Segment Start: INFORMATION SHOWN
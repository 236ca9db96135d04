//! Multipart form construction for record create/update calls.
//!
//! The backend accepts record payloads as `multipart/form-data` so the
//! optional photo can ride along with the textual fields in one request.
//! Every record kind uses the same shape: one text part per field, plus a
//! `photo` part when an image is attached.

use reqwest::multipart::{Form, Part};
use serde::Serialize;
use serde_json::Value;

use super::{ApiError, Result};

/// Form field name for the attached image.
const PHOTO_FIELD: &str = "photo";

/// An image attachment for a record.
#[derive(Debug, Clone)]
pub struct PhotoUpload {
    pub file_name: String,
    pub mime_type: String,
    pub bytes: Vec<u8>,
}

impl PhotoUpload {
    /// Build an upload from a file name and raw bytes, inferring the MIME
    /// type from the extension. Unknown extensions fall back to JPEG,
    /// which is what the capture flow produces.
    pub fn new(file_name: impl Into<String>, bytes: Vec<u8>) -> Self {
        let file_name = file_name.into();
        let mime_type = match file_name.rsplit('.').next() {
            Some(ext) if !ext.is_empty() && !ext.contains('/') => {
                format!("image/{}", ext.to_lowercase())
            }
            _ => "image/jpeg".to_string(),
        };
        Self {
            file_name,
            mime_type,
            bytes,
        }
    }
}

/// Flatten a serialized payload into (name, value) text fields.
/// Nulls are skipped; strings are sent verbatim; everything else uses its
/// JSON rendering (numbers, booleans).
fn text_fields<T: Serialize>(data: &T) -> Result<Vec<(String, String)>> {
    let value = serde_json::to_value(data)
        .map_err(|e| ApiError::Validation(format!("Unserializable form payload: {e}")))?;

    let map = match value {
        Value::Object(map) => map,
        other => {
            return Err(ApiError::Validation(format!(
                "Form payload must be an object, got {other}"
            )))
        }
    };

    let mut fields = Vec::with_capacity(map.len());
    for (key, value) in map {
        match value {
            Value::Null => continue,
            Value::String(s) => fields.push((key, s)),
            other => fields.push((key, other.to_string())),
        }
    }
    Ok(fields)
}

/// Build a multipart form from a record payload and an optional photo.
pub fn form_from<T: Serialize>(data: &T, photo: Option<PhotoUpload>) -> Result<Form> {
    let mut form = Form::new();
    for (name, value) in text_fields(data)? {
        form = form.text(name, value);
    }

    if let Some(photo) = photo {
        let part = Part::bytes(photo.bytes)
            .file_name(photo.file_name)
            .mime_str(&photo.mime_type)
            .map_err(|e| ApiError::Validation(format!("Invalid photo MIME type: {e}")))?;
        form = form.part(PHOTO_FIELD, part);
    }

    Ok(form)
}

#[cfg(test)]
mod tests {
    use super::*;
    use serde::Serialize;

    #[derive(Serialize)]
    #[serde(rename_all = "camelCase")]
    struct Payload {
        nombre: String,
        latitud: f64,
        #[serde(skip_serializing_if = "Option::is_none")]
        alias: Option<String>,
        observaciones: Option<String>,
    }

    #[test]
    fn test_text_fields_flattening() {
        let payload = Payload {
            nombre: "Comisaría Central".to_string(),
            latitud: 9.93,
            alias: None,
            observaciones: None,
        };
        let mut fields = text_fields(&payload).unwrap();
        fields.sort();

        // Nulls dropped whether skipped by serde or serialized as null
        assert_eq!(
            fields,
            vec![
                ("latitud".to_string(), "9.93".to_string()),
                ("nombre".to_string(), "Comisaría Central".to_string()),
            ]
        );
    }

    #[test]
    fn test_non_object_payload_rejected() {
        let result = text_fields(&vec![1, 2, 3]);
        assert!(matches!(result, Err(ApiError::Validation(_))));
    }

    #[test]
    fn test_mime_inferred_from_extension() {
        let photo = PhotoUpload::new("scene.PNG", vec![0u8; 4]);
        assert_eq!(photo.mime_type, "image/png");

        let photo = PhotoUpload::new("no_extension", vec![0u8; 4]);
        assert_eq!(photo.mime_type, "image/jpeg");
    }

    #[test]
    fn test_form_builds_with_photo() {
        let payload = Payload {
            nombre: "x".to_string(),
            latitud: 0.0,
            alias: Some("y".to_string()),
            observaciones: None,
        };
        let photo = PhotoUpload::new("photo.jpg", vec![1, 2, 3]);
        assert!(form_from(&payload, Some(photo)).is_ok());
    }
}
Segment End: INFORMATION SHOWN
PROBLEM REQUIREMENTS => Reproduce the data shown above exactly, including every line.

SOLUTION FOR THIS PROBLEM =>
repository 236ca9db96135d04
//! Multipart form construction for record create/update calls.
//!
//! The backend accepts record payloads as `multipart/form-data` so the
//! optional photo can ride along with the textual fields in one request.
//! Every record kind uses the same shape: one text part per field, plus a
//! `photo` part when an image is attached.

use reqwest::multipart::{Form, Part};
use serde::Serialize;
use serde_json::Value;

use super::{ApiError, Result};

/// Form field name for the attached image.
const PHOTO_FIELD: &str = "photo";

/// An image attachment for a record.
#[derive(Debug, Clone)]
pub struct PhotoUpload {
    pub file_name: String,
    pub mime_type: String,
    pub bytes: Vec<u8>,
}

impl PhotoUpload {
    /// Build an upload from a file name and raw bytes, inferring the MIME
    /// type from the extension. Unknown extensions fall back to JPEG,
    /// which is what the capture flow produces.
    pub fn new(file_name: impl Into<String>, bytes: Vec<u8>) -> Self {
        let file_name = file_name.into();
        let mime_type = match file_name.rsplit('.').next() {
            Some(ext) if !ext.is_empty() && !ext.contains('/') => {
                format!("image/{}", ext.to_lowercase())
            }
            _ => "image/jpeg".to_string(),
        };
        Self {
            file_name,
            mime_type,
            bytes,
        }
    }
}

/// Flatten a serialized payload into (name, value) text fields.
/// Nulls are skipped; strings are sent verbatim; everything else uses its
/// JSON rendering (numbers, booleans).
fn text_fields<T: Serialize>(data: &T) -> Result<Vec<(String, String)>> {
    let value = serde_json::to_value(data)
        .map_err(|e| ApiError::Validation(format!("Unserializable form payload: {e}")))?;

    let map = match value {
        Value::Object(map) => map,
        other => {
            return Err(ApiError::Validation(format!(
                "Form payload must be an object, got {other}"
            )))
        }
    };

    let mut fields = Vec::with_capacity(map.len());
    for (key, value) in map {
        match value {
            Value::Null => continue,
            Value::String(s) => fields.push((key, s)),
            other => fields.push((key, other.to_string())),
        }
    }
    Ok(fields)
}

/// Build a multipart form from a record payload and an optional photo.
pub fn form_from<T: Serialize>(data: &T, photo: Option<PhotoUpload>) -> Result<Form> {
    let mut form = Form::new();
    for (name, value) in text_fields(data)? {
        form = form.text(name, value);
    }

    if let Some(photo) = photo {
        let part = Part::bytes(photo.bytes)
            .file_name(photo.file_name)
            .mime_str(&photo.mime_type)
            .map_err(|e| ApiError::Validation(format!("Invalid photo MIME type: {e}")))?;
        form = form.part(PHOTO_FIELD, part);
    }

    Ok(form)
}

#[cfg(test)]
mod tests {
    use super::*;
    use serde::Serialize;

    #[derive(Serialize)]
    #[serde(rename_all = "camelCase")]
    struct Payload {
        nombre: String,
        latitud: f64,
        #[serde(skip_serializing_if = "Option::is_none")]
        alias: Option<String>,
        observaciones: Option<String>,
    }

    #[test]
    fn test_text_fields_flattening() {
        let payload = Payload {
            nombre: "Comisaría Central".to_string(),
            latitud: 9.93,
            alias: None,
            observaciones: None,
        };
        let mut fields = text_fields(&payload).unwrap();
        fields.sort();

        // Nulls dropped whether skipped by serde or serialized as null
        assert_eq!(
            fields,
            vec![
                ("latitud".to_string(), "9.93".to_string()),
                ("nombre".to_string(), "Comisaría Central".to_string()),
            ]
        );
    }

    #[test]
    fn test_non_object_payload_rejected() {
        let result = text_fields(&vec![1, 2, 3]);
        assert!(matches!(result, Err(ApiError::Validation(_))));
    }

    #[test]
    fn test_mime_inferred_from_extension() {
        let photo = PhotoUpload::new("scene.PNG", vec![0u8; 4]);
        assert_eq!(photo.mime_type, "image/png");

        let photo = PhotoUpload::new("no_extension", vec![0u8; 4]);
        assert_eq!(photo.mime_type, "image/jpeg");
    }

    #[test]
    fn test_form_builds_with_photo() {
        let payload = Payload {
            nombre: "x".to_string(),
            latitud: 0.0,
            alias: Some("y".to_string()),
            observaciones: None,
        };
        let photo = PhotoUpload::new("photo.jpg", vec![1, 2, 3]);
        assert!(form_from(&payload, Some(photo)).is_ok());
    }
}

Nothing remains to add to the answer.